▶ Activity: Only one span of the listing below should come back. It runs from the line with "turn before resubmitting." through the line with "a failed attempt.", and each of its lines must be reproduced exactly.

▶ Excerpted records:
//! CLI command implementations.

pub mod config;
pub mod history;
pub mod run;
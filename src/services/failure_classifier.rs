//! Failure classification for restartable jobs.
//!
//! Everything here is a pure function of its inputs, so each status code
//! can be tested without a runner.

use crate::domain::errors::DomainError;
use crate::domain::models::{
    AdjustmentConfig, FailureCode, FailureKind, ResourceRequest, SolverControls,
};
use crate::domain::ports::ParseError;

/// Which resource knob to turn before resubmitting.
#[derive(Debug, Clone, Copy, PartialEq, Eq)]
pub enum ResourceAdjustment {
    /// Ask for fewer workers so the scheduler can place the job.
    ReduceWorkers,
    ExtendWalltime,
    /// More memory per worker: raise memory and spread fewer workers.
    IncreaseMemory,
}

/// What to do after a failed attempt.
#[derive(Debug, Clone, Copy, PartialEq, Eq)]
pub enum RetryAction {
    RetryAsIs,
    AdjustResources(ResourceAdjustment),
    AdjustSolver,
    Fatal(FailureKind),
}

impl RetryAction {
    pub fn is_retryable(&self) -> bool {
        !matches!(self, Self::Fatal(_))
    }

    /// The failure kind recorded for an attempt that ended this way.
    pub fn failure_kind(&self) -> FailureKind {
        match self {
            Self::RetryAsIs | Self::AdjustResources(_) => FailureKind::TransientResource,
            Self::AdjustSolver => FailureKind::DomainNonConvergence,
            Self::Fatal(kind) => *kind,
        }
    }
}

/// Map a runner status code to the next action.
pub fn classify(code: FailureCode) -> RetryAction {
    match code {
        FailureCode::AllocationTimeout => {
            RetryAction::AdjustResources(ResourceAdjustment::ReduceWorkers)
        }
        FailureCode::WalltimeExceeded => {
            RetryAction::AdjustResources(ResourceAdjustment::ExtendWalltime)
        }
        FailureCode::OutOfMemory => RetryAction::AdjustResources(ResourceAdjustment::IncreaseMemory),
        FailureCode::NodeFailure | FailureCode::SchedulerUnavailable => RetryAction::RetryAsIs,
        FailureCode::SolverNotConverged | FailureCode::ResponseNotConverged => {
            RetryAction::AdjustSolver
        }
        FailureCode::InvalidInput => RetryAction::Fatal(FailureKind::InvalidInput),
        FailureCode::MissingOutput => RetryAction::Fatal(FailureKind::MalformedOutput),
        FailureCode::CodeFatal => RetryAction::Fatal(FailureKind::CodeFatal),
        FailureCode::Unknown(_) => RetryAction::Fatal(FailureKind::UnknownStatus),
    }
}

/// Map a parse failure of successful output to the next action.
pub fn classify_parse_error(error: &ParseError) -> RetryAction {
    match error {
        ParseError::NotConverged(_) => RetryAction::AdjustSolver,
        ParseError::MissingField(_) | ParseError::Invalid(_) => {
            RetryAction::Fatal(FailureKind::MalformedOutput)
        }
    }
}

/// Map an error from `submit` or `poll` to the next action.
///
/// Errors that resubmitting cannot fix end the job; anything else is
/// treated as the runner being briefly unreachable.
pub fn classify_runner_error(error: &DomainError) -> RetryAction {
    match error {
        DomainError::InvalidInput(_) | DomainError::RunnerMisconfigured(_) => {
            RetryAction::Fatal(FailureKind::InvalidInput)
        }
        _ => RetryAction::RetryAsIs,
    }
}

/// Resources and solver controls for the next attempt.
pub fn adjust(
    action: RetryAction,
    resources: &ResourceRequest,
    solver: &SolverControls,
    factors: &AdjustmentConfig,
) -> (ResourceRequest, SolverControls) {
    let mut resources = resources.clone();
    let mut solver = solver.clone();

    match action {
        RetryAction::AdjustResources(ResourceAdjustment::ReduceWorkers) => {
            resources.num_workers = scale_workers(resources.num_workers, factors.worker_factor);
        }
        RetryAction::AdjustResources(ResourceAdjustment::ExtendWalltime) => {
            resources.walltime_secs = scale_up(resources.walltime_secs, factors.walltime_factor);
        }
        RetryAction::AdjustResources(ResourceAdjustment::IncreaseMemory) => {
            resources.memory_mb = scale_up(resources.memory_mb, factors.memory_factor);
            resources.num_workers = scale_workers(resources.num_workers, factors.worker_factor);
        }
        RetryAction::AdjustSolver => {
            solver.conv_threshold *= factors.threshold_factor;
            solver.max_inner_iterations = (f64::from(solver.max_inner_iterations)
                * factors.inner_iteration_factor)
                .ceil() as u32;
            solver.mixing_beta *= factors.mixing_factor;
        }
        RetryAction::RetryAsIs | RetryAction::Fatal(_) => {}
    }

    (resources, solver)
}

fn scale_workers(workers: u32, factor: f64) -> u32 {
    ((f64::from(workers) * factor).floor() as u32).max(1)
}

fn scale_up(value: u64, factor: f64) -> u64 {
    (value as f64 * factor).ceil() as u64
}

#[cfg(test)]
mod tests {
    use super::*;

    #[test]
    fn test_classify_every_code() {
        use FailureCode::*;
        let cases = [
            (AllocationTimeout, RetryAction::AdjustResources(ResourceAdjustment::ReduceWorkers)),
            (WalltimeExceeded, RetryAction::AdjustResources(ResourceAdjustment::ExtendWalltime)),
            (OutOfMemory, RetryAction::AdjustResources(ResourceAdjustment::IncreaseMemory)),
            (NodeFailure, RetryAction::RetryAsIs),
            (SchedulerUnavailable, RetryAction::RetryAsIs),
            (SolverNotConverged, RetryAction::AdjustSolver),
            (ResponseNotConverged, RetryAction::AdjustSolver),
            (InvalidInput, RetryAction::Fatal(FailureKind::InvalidInput)),
            (MissingOutput, RetryAction::Fatal(FailureKind::MalformedOutput)),
            (CodeFatal, RetryAction::Fatal(FailureKind::CodeFatal)),
            (Unknown(255), RetryAction::Fatal(FailureKind::UnknownStatus)),
        ];
        for (code, expected) in cases {
            assert_eq!(classify(code), expected, "code {code}");
        }
    }

    #[test]
    fn test_failure_kinds_of_actions() {
        assert_eq!(
            classify(FailureCode::AllocationTimeout).failure_kind(),
            FailureKind::TransientResource
        );
        assert_eq!(
            classify(FailureCode::SolverNotConverged).failure_kind(),
            FailureKind::DomainNonConvergence
        );
        assert!(!classify(FailureCode::Unknown(7)).is_retryable());
    }

    #[test]
    fn test_parse_errors() {
        assert_eq!(
            classify_parse_error(&ParseError::NotConverged("chi".into())),
            RetryAction::AdjustSolver
        );
        assert_eq!(
            classify_parse_error(&ParseError::Invalid("parse error".into())),
            RetryAction::Fatal(FailureKind::MalformedOutput)
        );
        assert_eq!(
            classify_parse_error(&ParseError::MissingField("hubbard".into())),
            RetryAction::Fatal(FailureKind::MalformedOutput)
        );
    }

    #[test]
    fn test_runner_errors() {
        assert_eq!(
            classify_runner_error(&DomainError::RunnerMisconfigured("no command".into())),
            RetryAction::Fatal(FailureKind::InvalidInput)
        );
        assert_eq!(
            classify_runner_error(&DomainError::InvalidInput("qpoint mesh".into())),
            RetryAction::Fatal(FailureKind::InvalidInput)
        );
        assert_eq!(
            classify_runner_error(&DomainError::Runner("connection refused".into())),
            RetryAction::RetryAsIs
        );
        assert_eq!(
            classify_runner_error(&DomainError::UnknownJob("lost".into())),
            RetryAction::RetryAsIs
        );
    }

    #[test]
    fn test_reduce_workers_floors_at_one() {
        let factors = AdjustmentConfig::default();
        let action = RetryAction::AdjustResources(ResourceAdjustment::ReduceWorkers);
        let mut resources = ResourceRequest {
            num_workers: 3,
            ..Default::default()
        };
        let solver = SolverControls::default();

        (resources, _) = adjust(action, &resources, &solver, &factors);
        assert_eq!(resources.num_workers, 1);
        (resources, _) = adjust(action, &resources, &solver, &factors);
        assert_eq!(resources.num_workers, 1);
    }

    #[test]
    fn test_out_of_memory_doubles_memory_and_halves_workers() {
        let (resources, solver) = adjust(
            RetryAction::AdjustResources(ResourceAdjustment::IncreaseMemory),
            &ResourceRequest::default(),
            &SolverControls::default(),
            &AdjustmentConfig::default(),
        );
        assert_eq!(resources.memory_mb, 8192);
        assert_eq!(resources.num_workers, 8);
        assert_eq!(solver, SolverControls::default());
    }

    #[test]
    fn test_walltime_extension() {
        let (resources, _) = adjust(
            RetryAction::AdjustResources(ResourceAdjustment::ExtendWalltime),
            &ResourceRequest::default(),
            &SolverControls::default(),
            &AdjustmentConfig::default(),
        );
        assert_eq!(resources.walltime_secs, 7200);
    }

    #[test]
    fn test_solver_adjustment() {
        let (resources, solver) = adjust(
            RetryAction::AdjustSolver,
            &ResourceRequest::default(),
            &SolverControls::default(),
            &AdjustmentConfig::default(),
        );
        assert_eq!(resources, ResourceRequest::default());
        assert!((solver.conv_threshold - 1e-7).abs() < 1e-20);
        assert_eq!(solver.max_inner_iterations, 200);
        assert!((solver.mixing_beta - 0.35).abs() < 1e-12);
    }

    #[test]
    fn test_retry_as_is_changes_nothing() {
        let (resources, solver) = adjust(
            RetryAction::RetryAsIs,
            &ResourceRequest::default(),
            &SolverControls::default(),
            &AdjustmentConfig::default(),
        );
        assert_eq!(resources, ResourceRequest::default());
        assert_eq!(solver, SolverControls::default());
    }
}
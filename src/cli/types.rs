//! CLI type definitions
//!
//! This module contains clap command structures that define the CLI interface.

use clap::{Parser, Subcommand};
use std::path::PathBuf;

use crate::cli::commands::config::ConfigArgs;
use crate::cli::commands::history::HistoryArgs;
use crate::cli::commands::run::RunArgs;

#[derive(Parser, Debug)]
#[command(name = "hubbard-scf")]
#[command(about = "Self-consistent Hubbard parameter orchestrator", long_about = None)]
#[command(version)]
pub struct Cli {
    #[command(subcommand)]
    pub command: Commands,

    /// Output in JSON format
    #[arg(short, long, global = true)]
    pub json: bool,

    /// Configuration file to use instead of .hubbard-scf/config.yaml
    #[arg(short, long, global = true, env = "HUBBARD_SCF_CONFIG")]
    pub config: Option<PathBuf>,
}

#[derive(Subcommand, Debug)]
pub enum Commands {
    /// Start or resume a self-consistent run
    Run(RunArgs),

    /// Show recorded runs and their iterations
    History(HistoryArgs),

    /// Inspect the effective configuration
    Config(ConfigArgs),
}
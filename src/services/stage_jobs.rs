//! Job specs and decoders for each loop stage.

use std::collections::BTreeSet;

use crate::domain::errors::{DomainError, DomainResult};
use crate::domain::models::extraction_settings::retrieved_files;
use crate::domain::models::{
    ElectronicState, ExtractionSettings, HubbardKey, HubbardParameterSet, JobPayload, JobSpec,
    RawOutput, StageConfig, Structure,
};
use crate::domain::ports::{OutputParser, ParseError};

pub fn ground_state_label(cycle: u32, iteration: u32) -> String {
    format!("c{cycle}.i{iteration}.ground_state")
}

pub fn extraction_label(cycle: u32, iteration: u32, ordinal: usize) -> String {
    format!("c{cycle}.i{iteration}.extraction.t{ordinal}")
}

pub fn relaxation_label(cycle: u32) -> String {
    format!("c{cycle}.relaxation")
}

pub fn ground_state_spec(
    cycle: u32,
    iteration: u32,
    structure: &Structure,
    parameters: &HubbardParameterSet,
    stage: &StageConfig,
) -> JobSpec {
    JobSpec::new(
        ground_state_label(cycle, iteration),
        JobPayload::GroundState {
            structure: structure.clone(),
            parameters: parameters.clone(),
        },
    )
    .with_resources(stage.resources.clone())
    .with_solver(stage.solver.clone())
}

/// Extraction job for one decomposition task.
///
/// The parent electronic state must have converged; extracting parameters
/// from an unconverged state is invalid input.
pub fn extraction_spec(
    label: String,
    structure: &Structure,
    parent: &ElectronicState,
    sites: &[usize],
    settings: &ExtractionSettings,
    stage: &StageConfig,
) -> DomainResult<JobSpec> {
    if !parent.converged || parent.handle.is_empty() {
        return Err(DomainError::InvalidInput(
            "parameter extraction requires a converged parent electronic state".to_string(),
        ));
    }
    Ok(JobSpec::new(
        label,
        JobPayload::ParameterExtraction {
            structure: structure.clone(),
            parent: parent.clone(),
            sites: sites.to_vec(),
            settings: settings.clone(),
        },
    )
    .with_resources(stage.resources.clone())
    .with_solver(stage.solver.clone())
    .with_retrieve(retrieved_files()))
}

pub fn relaxation_spec(
    cycle: u32,
    structure: &Structure,
    parameters: &HubbardParameterSet,
    stage: &StageConfig,
) -> JobSpec {
    JobSpec::new(
        relaxation_label(cycle),
        JobPayload::Relaxation {
            structure: structure.clone(),
            parameters: parameters.clone(),
        },
    )
    .with_resources(stage.resources.clone())
    .with_solver(stage.solver.clone())
}

/// Decode a ground-state result, treating an unconverged state as non-convergence.
pub fn decode_ground_state(
    parser: &dyn OutputParser,
    output: &RawOutput,
) -> Result<ElectronicState, ParseError> {
    let state = parser.parse_ground_state(output)?;
    if !state.converged {
        return Err(ParseError::NotConverged(
            "electronic minimization".to_string(),
        ));
    }
    Ok(state)
}

/// Build the starting parameter set for a structure.
///
/// Every required key gets `default` unless `user` supplies a value. User
/// keys outside the required set are rejected.
pub fn starting_parameters(
    required: &BTreeSet<HubbardKey>,
    user: Option<&HubbardParameterSet>,
    default: f64,
) -> DomainResult<HubbardParameterSet> {
    let Some(user) = user else {
        return Ok(HubbardParameterSet::uniform(required, default));
    };
    let unknown: Vec<String> = user
        .keys()
        .difference(required)
        .map(ToString::to_string)
        .collect();
    if !unknown.is_empty() {
        return Err(DomainError::InvalidInput(format!(
            "starting parameters contain keys not derived from the structure: {}",
            unknown.join(", ")
        )));
    }
    Ok(user.carried_over(required, default))
}

#[cfg(test)]
mod tests {
    use super::*;
    use crate::domain::models::{JobKind, Site};

    fn structure() -> Structure {
        Structure::new(
            [[4.0, 0.0, 0.0], [0.0, 4.0, 0.0], [0.0, 0.0, 4.0]],
            vec![
                Site::new("Ni", [0.0; 3]).with_hubbard("3d"),
                Site::new("Ni", [2.0, 2.0, 0.0]).with_hubbard("3d"),
            ],
        )
        .unwrap()
    }

    fn required() -> BTreeSet<HubbardKey> {
        [HubbardKey::on_site(0, "3d"), HubbardKey::on_site(1, "3d")]
            .into_iter()
            .collect()
    }

    #[test]
    fn test_starting_parameters_default() {
        let set = starting_parameters(&required(), None, 0.5).unwrap();
        assert_eq!(set.len(), 2);
        assert_eq!(set.get(&HubbardKey::on_site(1, "3d")), Some(0.5));
    }

    #[test]
    fn test_starting_parameters_fill_missing_keys() {
        let user =
            HubbardParameterSet::from_entries(vec![(HubbardKey::on_site(0, "3d"), 4.0)]).unwrap();
        let set = starting_parameters(&required(), Some(&user), 0.0).unwrap();
        assert_eq!(set.get(&HubbardKey::on_site(0, "3d")), Some(4.0));
        assert_eq!(set.get(&HubbardKey::on_site(1, "3d")), Some(0.0));
    }

    #[test]
    fn test_starting_parameters_reject_unknown_keys() {
        let user =
            HubbardParameterSet::from_entries(vec![(HubbardKey::on_site(7, "4f"), 4.0)]).unwrap();
        let err = starting_parameters(&required(), Some(&user), 0.0).unwrap_err();
        assert!(matches!(err, DomainError::InvalidInput(_)));
        assert!(err.to_string().contains("U(7, 4f)"));
    }

    #[test]
    fn test_extraction_spec_requires_converged_parent() {
        let parent = ElectronicState {
            handle: "/scratch/gs".to_string(),
            total_energy: None,
            converged: false,
        };
        let result = extraction_spec(
            extraction_label(0, 0, 0),
            &structure(),
            &parent,
            &[0],
            &ExtractionSettings::default(),
            &StageConfig::default(),
        );
        assert!(result.is_err());
    }

    #[test]
    fn test_extraction_spec_retrieves_response_files() {
        let parent = ElectronicState {
            handle: "/scratch/gs".to_string(),
            total_energy: Some(-1.0),
            converged: true,
        };
        let spec = extraction_spec(
            extraction_label(1, 2, 3),
            &structure(),
            &parent,
            &[1],
            &ExtractionSettings::default(),
            &StageConfig::default(),
        )
        .unwrap();
        assert_eq!(spec.kind(), JobKind::ParameterExtraction);
        assert_eq!(spec.label, "c1.i2.extraction.t3");
        assert!(spec.retrieve.contains(&"aiida.chi.dat".to_string()));
    }
}
//! Job runner port - interface for the external job-execution runtime.

use async_trait::async_trait;

use crate::domain::errors::DomainResult;
use crate::domain::models::{JobHandle, JobSpec, JobStatus};

/// Executes opaque jobs on some backend (a scheduler, a local process, a mock).
///
/// `Err` from either method means the runner itself could not be reached or
/// did not understand the request. A job that ran and failed is reported as
/// `Ok(JobStatus::Failed(..))`.
#[async_trait]
pub trait JobRunner: Send + Sync {
    /// Submit a job and return a handle for polling.
    async fn submit(&self, spec: &JobSpec) -> DomainResult<JobHandle>;

    /// Current status of a submitted job.
    ///
    /// A terminal status is returned once. The runner then forgets the job,
    /// and later polls of the same handle fail with `UnknownJob`.
    async fn poll(&self, handle: &JobHandle) -> DomainResult<JobStatus>;
}
//! Port trait definitions (Hexagonal Architecture)
//!
//! This module defines the interfaces that adapters must implement:
//! - JobRunner: submission and polling of external jobs
//! - OutputParser: decoding of raw job output
//! - IterationJournal: persistence of loop progress
//!
//! These traits keep the orchestration independent of any particular
//! scheduler, output format or database.

pub mod iteration_journal;
pub mod job_runner;
pub mod output_parser;

pub use iteration_journal::IterationJournal;
pub use job_runner::JobRunner;
pub use output_parser::{OutputParser, ParseError};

▶ Answer below:
/// Which resource knob to turn before resubmitting.
#[derive(Debug, Clone, Copy, PartialEq, Eq)]
pub enum ResourceAdjustment {
    /// Ask for fewer workers so the scheduler can place the job.
    ReduceWorkers,
    ExtendWalltime,
    /// More memory per worker: raise memory and spread fewer workers.
    IncreaseMemory,
}

/// What to do after a failed attempt.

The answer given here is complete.